One of the best tools he can use is practically unknown among those who have not spent some time in a newspaper office: the typewriter. Our young man should also have a beautiful and distinguished handwriting. He will not learn this in any school–schools are as likely as not to ruin whatever handwriting he might have had. But handwriting should be reserved for special occasions. The bulk of his writing, particularly if he is a professional man who has much of it to do, should be done on a typewriter. I do not mean poking at the machine with two fingers, but full-fledged touch-system, capable of turning out three thousand words an hour. This talent will be enormously useful. Spread widely enough, it might even revive the lost art of letter writing, and undo some of the harm, the laziness, the mental as well as verbal sloppiness induced by the appalling habit of dictating to a stenographer.

III

He should play one outdoor game well, and have a workable smattering of several more. To my eye, an American who cannot throw and catch a ball seems pathetic and grotesque. Perhaps I am prejudiced. And baseball, except for boys and a small band of professionals is a lost cause. The usual American game is golf. So let him learn, for the sake of human contact and outdoor recreation, to go around the course in at most a hundred and ten. If it were a question of my own son, I should try to steer him toward tennis, a livelier game and prettier to watch, and one with more possibilities of mental release than golf, which often undoes in discouragement, obsession, and emotional strain the good it does as an exercise. A game should not be an end in itself–as is often true of golf–but a relaxation and complete contrast to the sedentary. There is something a little sedentary about golf.

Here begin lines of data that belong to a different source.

// =============================================================================
// TESTS
// =============================================================================

#[cfg(test)]
mod tests {
    use super::*;
    use serde_json::{Value, json};
    use std::cell::{Cell, RefCell};
    use std::rc::Rc;

    fn key(k: impl Into<Key>) -> Key {
        k.into()
    }

    #[test]
    fn construction_starts_with_no_changes() {
        let map: TrackedMap<i32> = TrackedMap::from_entries([("a", 1), ("b", 2)]);
        assert_eq!(map.len(), 2);
        assert!(map.changes().is_empty());
    }

    #[test]
    fn writes_are_recorded() {
        let mut map: TrackedMap<i32> = TrackedMap::new();
        map.set("a", 1).unwrap();
        map.set("a", 2).unwrap();
        map.push(9).unwrap();

        assert_eq!(map.changes().get(&key("a")), Some(&2));
        assert_eq!(map.changes().get(&key(1)), Some(&9));
        assert_eq!(map.changes().len(), 2);
    }

    #[test]
    fn remove_keeps_recorded_change() {
        let mut map: TrackedMap<i32> = TrackedMap::new();
        map.set("k", 5).unwrap();
        assert_eq!(map.remove("k"), Some(5));

        assert!(!map.contains_key("k"));
        assert_eq!(map.changes().get(&key("k")), Some(&5));
    }

    #[test]
    fn change_callback_sees_the_tracked_map() {
        let mut map: TrackedMap<i32> = TrackedMap::new();
        let recorded = Rc::new(Cell::new(0));
        let sink = recorded.clone();
        map.set_change_callback(move |map, _, _| {
            sink.set(map.changes().len());
            Ok(())
        });

        map.set("a", 1).unwrap();
        map.set("b", 1).unwrap();
        assert_eq!(recorded.get(), 2);
    }

    #[test]
    fn writes_inside_the_callback_are_tracked_and_reported() {
        let mut map: TrackedMap<i32> = TrackedMap::new();
        let reported: Rc<RefCell<Vec<Key>>> = Rc::default();
        let sink = reported.clone();
        map.set_change_callback(move |map, key, value| {
            sink.borrow_mut().push(key.clone());
            if key.as_name() == Some("a") {
                map.set("b", value + 1)?;
            }
            Ok(())
        });

        map.set("a", 1).unwrap();

        assert_eq!(*reported.borrow(), vec![key("a"), key("b")]);
        assert_eq!(map.changes().get(&key("b")), Some(&2));
    }

    #[test]
    fn save_without_callback_is_none() {
        let mut map: TrackedMap<i32, u8> = TrackedMap::new();
        map.set("a", 1).unwrap();
        assert_eq!(map.save().unwrap(), None);
    }

    #[test]
    fn save_does_not_clear() {
        let mut map: TrackedMap<i32> = TrackedMap::new();
        let batches: Rc<RefCell<Vec<Entries<i32>>>> = Rc::default();
        let sink = batches.clone();
        map.set_save_callback(move |_, changes| {
            sink.borrow_mut().push(changes.clone());
            Ok(())
        });

        map.set("a", 1).unwrap();
        map.save().unwrap();
        map.save().unwrap();

        let batches = batches.borrow();
        assert_eq!(batches.len(), 2);
        assert_eq!(batches[0], batches[1]);
        assert_eq!(batches[0].get(&key("a")), Some(&1));
    }

    #[test]
    fn save_callback_can_clear_changes() {
        let mut map: TrackedMap<i32, usize> = TrackedMap::new();
        map.set_save_callback(|map, changes| {
            map.clear_changes();
            Ok(changes.len())
        });

        map.set("a", 1).unwrap();
        map.set("b", 2).unwrap();
        assert_eq!(map.save().unwrap(), Some(2));
        assert_eq!(map.save().unwrap(), Some(0));
        assert_eq!(map.len(), 2);
    }

    #[test]
    fn failing_save_propagates() {
        let mut map: TrackedMap<i32> = TrackedMap::new();
        map.set_save_callback(|_, _| Err("offline".into()));

        let err = map.save().unwrap_err();
        assert!(matches!(err, Error::SaveCallback(_)));
        assert!(map.has_save_callback());
    }

    #[test]
    fn with_callbacks_registers_both() {
        let on_save: SaveFn<TrackedMap<i32>, i32, ()> =
            Rc::new(|_: &mut TrackedMap<i32>, _: &Entries<i32>| -> CallbackResult { Ok(()) });
        let map: TrackedMap<i32> = TrackedMap::with_callbacks([("a", 1)], Some(on_save), None);
        assert!(map.has_save_callback());
        assert!(!map.has_change_callback());
    }

    #[test]
    fn merge_is_deep_and_silent() {
        let mut map: TrackedMap<Value> =
            TrackedMap::from_entries([("cfg", json!({"depth": 1, "tags": ["a"]}))]);
        let fired = Rc::new(Cell::new(false));
        let sink = fired.clone();
        map.set_change_callback(move |_, _, _| {
            sink.set(true);
            Ok(())
        });

        map.merge([("cfg", json!({"tags": ["b", "c"]})), ("new", json!(1))]);

        assert_eq!(map["cfg"], json!({"depth": 1, "tags": ["b", "c"]}));
        assert_eq!(map["new"], json!(1));
        assert_eq!(map.changes().get(&key("cfg")), Some(&json!({"tags": ["b", "c"]})));
        assert!(!fired.get());
    }

    enum Slot {
        Data(i32),
        Func(Rc<dyn Fn(i32) -> i32>),
    }

    impl Invoke<i32> for Slot {
        type Output = i32;

        fn invoke(&self, args: i32) -> Option<i32> {
            match self {
                Slot::Func(f) => Some(f(args)),
                Slot::Data(_) => None,
            }
        }
    }

    #[test]
    fn invoke_dispatches_through_entries() {
        let map: TrackedMap<Slot> = TrackedMap::from_entries([
            ("double", Slot::Func(Rc::new(|x| x * 2))),
            ("plain", Slot::Data(3)),
        ]);

        assert_eq!(map.invoke("double", 21), Some(42));
        assert_eq!(map.invoke("plain", 1), None);
        assert_eq!(map.invoke("missing", 1), None);
        assert!(matches!(map["plain"], Slot::Data(3)));
    }

    #[test]
    fn clone_copies_changes_not_callbacks() {
        let mut map: TrackedMap<i32> = TrackedMap::new();
        map.set_save_callback(|_, _| Ok(()));
        map.set("a", 1).unwrap();

        let copy = map.clone();
        assert_eq!(copy.changes(), map.changes());
        assert!(!copy.has_save_callback());
    }
}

The bicycle has gone, yet every boy should know how to ride one. Don’t ask me why. He should also be able to skate, sail a boat, and handle a canoe passably. Fishing is a specialty, like chess: those who have it in them will eventually find themselves doing it; those show do not feel the call need not bother. It is a singular commentary on college athletics to realize how few sports a man can get along with quite happily after graduation; how quickly the vast array of football, soccer, pole vaulting, basket-ball, water polo, lacrosse, hurdling, handball, rowing, wrestling, fencing, shrinks in after life to golf or tennis, or, surprisingly often, to occasional sweat in the steam cabinet.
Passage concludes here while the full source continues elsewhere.